Figure 4 shows the load–displacement curve of a GRFL soil specimen under a four-point bending test. Load–displacement curves were plotted for one sample data from two to three specimen samples. The findings demonstrate that the standard foamed lightweight soil showed signs of brittle degradation and fell after the load peaked. The load reached its initial peak value after adding the geogrid, and then briefly decreased before continuing to rise as the displacement increased. The load also increased more quickly as the number of reinforced layers increased, exhibiting elastic–plastic damage characteristics. This is because more displacement is needed to reach the peak load in relatively foamed lightweight soil with a lower wet density, whereas a smaller displacement is needed to reach the peak load in foamed lightweight soil with a higher wet density, resulting in fewer deformations. The upper and lower geogrids may efficiently share the vertical pressure load and the bottom tensile load, thereby increasing the bearing capacity, even though the reinforced two-layer foamed lightweight soil with a wet density of 700 kg/m³ and 800 kg/m³ has a greater load. The addition of geogrids can enhance flexural characteristics and ductility while also considerably raising the peak load of foamed lightweight soils.
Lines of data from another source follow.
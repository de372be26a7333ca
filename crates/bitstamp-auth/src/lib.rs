//! Request authentication for the Bitstamp API
//!
//! Private Bitstamp endpoints expect three extra form fields on every POST:
//! the API key, a strictly increasing nonce and an HMAC-SHA256 signature
//! over `nonce + client_id + api_key`. This crate produces all three.
//!
//! # Example
//!
//! ```no_run
//! use bitstamp_auth::{Credentials, Params, RequestSigner};
//!
//! fn main() -> Result<(), Box<dyn std::error::Error>> {
//!     // Load credentials from environment
//!     let creds = Credentials::from_env()?;
//!     let signer = RequestSigner::new(creds);
//!
//!     let body = signer.sign(&Params::new().with("amount", "0.5"))?;
//!     println!("POST body: {}", body);
//!
//!     Ok(())
//! }
//! ```

mod credentials;
mod error;
mod nonce;
mod params;
mod signer;

pub use credentials::Credentials;
pub use error::{AuthError, AuthResult};
pub use nonce::{Clock, FixedClock, Nonce, NonceGenerator, SystemClock, NONCE_SEQUENCE_WIDTH};
pub use params::Params;
pub use signer::RequestSigner;
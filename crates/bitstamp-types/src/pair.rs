//! Trading pair identifiers (btcusd format)

use serde::{Deserialize, Serialize};
use std::fmt;
use std::str::FromStr;

/// Trading pair identifier as used in Bitstamp URLs and channel names
///
/// Pairs are lowercase with no separator: `btcusd`, `ethbtc`.
#[derive(Debug, Clone, PartialEq, Eq, Hash, Serialize, Deserialize)]
#[serde(transparent)]
pub struct Pair(String);

impl Pair {
    /// BTC/EUR trading pair
    pub const BTC_EUR: &'static str = "btceur";
    /// BTC/USD trading pair
    pub const BTC_USD: &'static str = "btcusd";
    /// EUR/USD trading pair
    pub const EUR_USD: &'static str = "eurusd";
    /// XRP/USD trading pair
    pub const XRP_USD: &'static str = "xrpusd";
    /// XRP/EUR trading pair
    pub const XRP_EUR: &'static str = "xrpeur";
    /// XRP/BTC trading pair
    pub const XRP_BTC: &'static str = "xrpbtc";
    /// LTC/USD trading pair
    pub const LTC_USD: &'static str = "ltcusd";
    /// LTC/EUR trading pair
    pub const LTC_EUR: &'static str = "ltceur";
    /// LTC/BTC trading pair
    pub const LTC_BTC: &'static str = "ltcbtc";
    /// ETH/USD trading pair
    pub const ETH_USD: &'static str = "ethusd";
    /// ETH/EUR trading pair
    pub const ETH_EUR: &'static str = "etheur";
    /// ETH/BTC trading pair
    pub const ETH_BTC: &'static str = "ethbtc";

    /// Create a new pair from a string
    pub fn new(s: impl Into<String>) -> Self {
        Self(s.into())
    }

    /// Get the pair as a string slice
    pub fn as_str(&self) -> &str {
        &self.0
    }
}

impl FromStr for Pair {
    type Err = PairParseError;

    fn from_str(s: &str) -> Result<Self, Self::Err> {
        if s.is_empty() {
            return Err(PairParseError::Empty);
        }

        if !s.chars().all(|c| c.is_ascii_lowercase() || c.is_ascii_digit()) {
            return Err(PairParseError::InvalidFormat(s.to_string()));
        }

        Ok(Self(s.to_string()))
    }
}

impl fmt::Display for Pair {
    fn fmt(&self, f: &mut fmt::Formatter<'_>) -> fmt::Result {
        write!(f, "{}", self.0)
    }
}

impl AsRef<str> for Pair {
    fn as_ref(&self) -> &str {
        &self.0
    }
}

impl From<&str> for Pair {
    fn from(s: &str) -> Self {
        Self(s.to_string())
    }
}

impl From<String> for Pair {
    fn from(s: String) -> Self {
        Self(s)
    }
}

/// Error parsing a pair
#[derive(Debug, Clone, thiserror::Error)]
pub enum PairParseError {
    #[error("Pair must not be empty")]
    Empty,

    #[error("Pair must be lowercase alphanumeric: {0}")]
    InvalidFormat(String),
}
//! Error taxonomy shared by the REST and streaming clients

use std::fmt;
use std::time::Duration;
use thiserror::Error;

/// Coarse failure category, the same across REST calls and streams
#[derive(Debug, Clone, Copy, PartialEq, Eq, Hash)]
pub enum FailureKind {
    /// Local call budget exhausted; the request was never sent
    RateLimitExceeded,
    /// Transport failed to complete (connect, reset, timeout)
    NetworkError,
    /// Non-2xx HTTP status
    HttpError,
    /// Response body was not valid JSON
    ParseError,
    /// Well-formed response signalling an application-level failure
    ApiError,
    /// Malformed streaming frame
    SubscriptionError,
}

impl FailureKind {
    /// Returns the kind name
    pub fn as_str(&self) -> &'static str {
        match self {
            Self::RateLimitExceeded => "RateLimitExceeded",
            Self::NetworkError => "NetworkError",
            Self::HttpError => "HttpError",
            Self::ParseError => "ParseError",
            Self::ApiError => "ApiError",
            Self::SubscriptionError => "SubscriptionError",
        }
    }
}

impl fmt::Display for FailureKind {
    fn fmt(&self, f: &mut fmt::Formatter<'_>) -> fmt::Result {
        f.write_str(self.as_str())
    }
}

/// Errors surfaced by the streaming client
#[derive(Error, Debug, Clone)]
pub enum StreamError {
    // === Connection Errors ===
    /// Failed to establish the WebSocket connection
    #[error("Failed to connect to {url}: {reason}")]
    ConnectionFailed { url: String, reason: String },

    /// Connection attempt timed out
    #[error("Connection timeout after {timeout:?} to {url}")]
    ConnectionTimeout { url: String, timeout: Duration },

    /// WebSocket protocol error on an established connection
    #[error("WebSocket error: {0}")]
    WebSocket(String),

    /// Transport-level reconnection gave up
    #[error("Reconnection attempts exhausted after {attempts} tries")]
    ReconnectExhausted { attempts: u32 },

    // === Protocol Errors ===
    /// Inbound frame could not be parsed
    #[error("Malformed frame: {message}")]
    MalformedFrame { message: String, raw: String },

    /// Outbound control message could not be encoded
    #[error("Failed to encode control message: {0}")]
    Encode(String),

    // === Internal Errors ===
    /// The multiplexer has been closed
    #[error("Stream closed")]
    Closed,
}

impl StreamError {
    /// Failure category of this error
    pub fn kind(&self) -> FailureKind {
        match self {
            Self::MalformedFrame { .. } | Self::Encode(_) => FailureKind::SubscriptionError,
            Self::ConnectionFailed { .. }
            | Self::ConnectionTimeout { .. }
            | Self::WebSocket(_)
            | Self::ReconnectExhausted { .. }
            | Self::Closed => FailureKind::NetworkError,
        }
    }

    /// Returns true if the underlying transport may recover by reconnecting
    pub fn is_retryable(&self) -> bool {
        matches!(
            self,
            Self::ConnectionFailed { .. } | Self::ConnectionTimeout { .. } | Self::WebSocket(_)
        )
    }

    /// Create a malformed frame error
    pub fn malformed(message: impl fmt::Display, raw: impl Into<String>) -> Self {
        Self::MalformedFrame {
            message: message.to_string(),
            raw: raw.into(),
        }
    }
}

/// Result type for streaming operations
pub type StreamResult<T> = Result<T, StreamError>;

#[cfg(test)]
mod tests {
    use super::*;

    #[test]
    fn test_malformed_frame_kind() {
        let err = StreamError::malformed("expected value", "{oops");
        assert_eq!(err.kind(), FailureKind::SubscriptionError);
        assert!(!err.is_retryable());
        assert!(err.to_string().contains("expected value"));
    }

    #[test]
    fn test_connection_errors_are_retryable() {
        let err = StreamError::ConnectionTimeout {
            url: "wss://ws.bitstamp.net".to_string(),
            timeout: Duration::from_millis(1000),
        };
        assert!(err.is_retryable());
        assert_eq!(err.kind(), FailureKind::NetworkError);
        assert!(!StreamError::Closed.is_retryable());
    }
}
A linear elastic phase (OA), a hardening phase (AB), a softening–hardening cyclic phase (BC), and a failure phase (CD) comprise the typical load–displacement curve of GRFL soil (depicted in Figure 5), as follows:

• During the linear phase (OA), loads are low and grow linearly with displacement due to the cementite crystals between discrete pores bearing the load, which exhibit linear behavior.
• The hardening phase (AB) is reached when the loads are slightly reduced relative to linearly increasing loads. The load–displacement curve shifts from linear to nonlinear, the internal self-structure’s microcracks start to develop new cracks, and the load continues to rise until it reaches the initial cracking load. The initial cracking load in this study is the load that corresponds to the first inflection point in the load–displacement curve’s rising portion.
• The vertical load increases after a slight dip in the softening–hardening cycle phase (BC), which primarily affects foamed lightweight soils with wet densities of 600 kg/m³ and 700 kg/m³. The peak load is reached after multiple cycles, whereas the foamed lightweight soil with a wet density of 800 kg/m³ only goes through one cycle.
• The specimen enters the failure phase (CD) after achieving the peak load. When the vertical load drops linearly, the foamed lightweight soil becomes incapable of withstanding the load, and the specimen is destroyed.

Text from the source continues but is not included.